Con gli occhi di Boccaccio e Avati

Il Dante che Pupi Avati ha portato sul grande schermo è frutto di un lavoro ventennale che il regista ha sempre avuto in cantiere, un progetto tentato più volte che, però, nel corso del tempo si è smarrito lungo un iter realizzativo che incontrava ostacoli di produzione e sceneggiature poco convincenti. Anche se la durata di idee come questa rischia spesso di far diventare la pellicola vittima di se stessa e del proprio concetto di perfezione, il film appare emanare una vitalità importante, energia sublimata da una poetica scorrevolezza di immagini che si incastra magistralmente con la carnalità medievale. Un’appassionata narrazione dei personaggi che si celano dietro mancanze e difetti, spiazzando completamente le aspettative dello spettatore.

Ciò che Avati restituisce a Dante è un’ambivalente individualità, lontana dall’astrazione popolare o dalla classica accademia scolastica, una dualità limbica che evidenzia tratti infernali e paradisiaci, un’eterna commozione inasprita dagli occhi di Giovanni Boccaccio, una sorta di Virgilio che conduce il Poeta in un viaggio fatto di flashback e dolci ricordi, lo stesso tour che Boccaccio intraprende per consegnare a Ravenna, alla figlia di Alighieri, un piccolo risarcimento in denaro per l’esilio a cui l’esimio papà era stato sottoposto, una sorta di parabola metaforica di quei trenta danari di ciascun Giuda dei tempi nostri, anacronistica propensione all’ignoranza intellettuale, la cancel culture che loda post-mortem.

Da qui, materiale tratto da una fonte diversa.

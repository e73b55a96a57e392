//! Runtime orchestration and lifecycle management.
//!
//! - [`EmpleadoSystem`] - spawns the shell actor, wires its dependencies and
//!   shuts it down
//! - [`setup_tracing`] - initializes the tracing/logging infrastructure

pub mod system;
pub mod tracing;

pub use system::*;
pub use tracing::*;
use super::{DeleteOutcome, ModalView, Response, ShellError, ShellRequest, SubmitOutcome};
use crate::model::{Empleado, EmpleadoField, EmpleadoId};
use tokio::sync::{mpsc, oneshot};
use tracing::instrument;

/// Handle for talking to a running [`ShellActor`](super::ShellActor).
///
/// Cheap to clone; the actor stops once every clone is dropped.
#[derive(Clone)]
pub struct ShellClient {
    sender: mpsc::Sender<ShellRequest>,
}

impl ShellClient {
    pub fn new(sender: mpsc::Sender<ShellRequest>) -> Self {
        Self { sender }
    }

    async fn request<T>(
        &self,
        build: impl FnOnce(Response<T>) -> ShellRequest,
    ) -> Result<T, ShellError> {
        let (respond_to, response) = oneshot::channel();
        self.sender
            .send(build(respond_to))
            .await
            .map_err(|_| ShellError::ActorClosed)?;
        response.await.map_err(|_| ShellError::ActorDropped)?
    }

    /// Re-fetches the collection. On failure the previous one is kept.
    #[instrument(skip(self))]
    pub async fn refresh(&self) -> Result<Vec<Empleado>, ShellError> {
        self.request(|respond_to| ShellRequest::Refresh { respond_to })
            .await
    }

    /// The collection as of the last successful refresh.
    pub async fn empleados(&self) -> Result<Vec<Empleado>, ShellError> {
        self.request(|respond_to| ShellRequest::Empleados { respond_to })
            .await
    }

    #[instrument(skip(self))]
    pub async fn open_create(&self) -> Result<ModalView, ShellError> {
        self.request(|respond_to| ShellRequest::OpenCreate { respond_to })
            .await
    }

    #[instrument(skip(self))]
    pub async fn open_edit(&self, id: EmpleadoId) -> Result<ModalView, ShellError> {
        self.request(|respond_to| ShellRequest::OpenEdit { id, respond_to })
            .await
    }

    pub async fn modal(&self) -> Result<Option<ModalView>, ShellError> {
        self.request(|respond_to| ShellRequest::Modal { respond_to })
            .await
    }

    pub async fn set_field(
        &self,
        field: EmpleadoField,
        value: impl Into<String>,
    ) -> Result<ModalView, ShellError> {
        let value = value.into();
        self.request(|respond_to| ShellRequest::SetField {
            field,
            value,
            respond_to,
        })
        .await
    }

    #[instrument(skip(self))]
    pub async fn submit(&self) -> Result<SubmitOutcome, ShellError> {
        self.request(|respond_to| ShellRequest::Submit { respond_to })
            .await
    }

    pub async fn cancel(&self) -> Result<(), ShellError> {
        self.request(|respond_to| ShellRequest::Cancel { respond_to })
            .await
    }

    /// Asks for confirmation, then deletes and refreshes.
    #[instrument(skip(self))]
    pub async fn delete(&self, id: EmpleadoId) -> Result<DeleteOutcome, ShellError> {
        self.request(|respond_to| ShellRequest::Delete { id, respond_to })
            .await
    }
}
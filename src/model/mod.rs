//! Pure data structures (DTOs) exchanged with the Empleado backend.

pub mod empleado;

pub use empleado::*;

La scelta stilistica offerta da Avati in Dante è romantico-nostalgica da un lato, e gotico-orrorifica dall’altro, è l’imprimatur diabolico che serpeggia tra le forme conturbanti di Beatrice, figura tutt’altro che angelica, oggetto inquietante di desiderio, spersonalizzata dalle funzioni corporee che esibisce senza pudore alcuno.

La biografia di Dante si scinde dall’opera letteraria, è un prontuario di architettura, pittura e politica, segna l’epoca come prodromico riconoscimento di un cambiamento umorale, traccia confini per poi valicarli con esperienza, dedizione e passione.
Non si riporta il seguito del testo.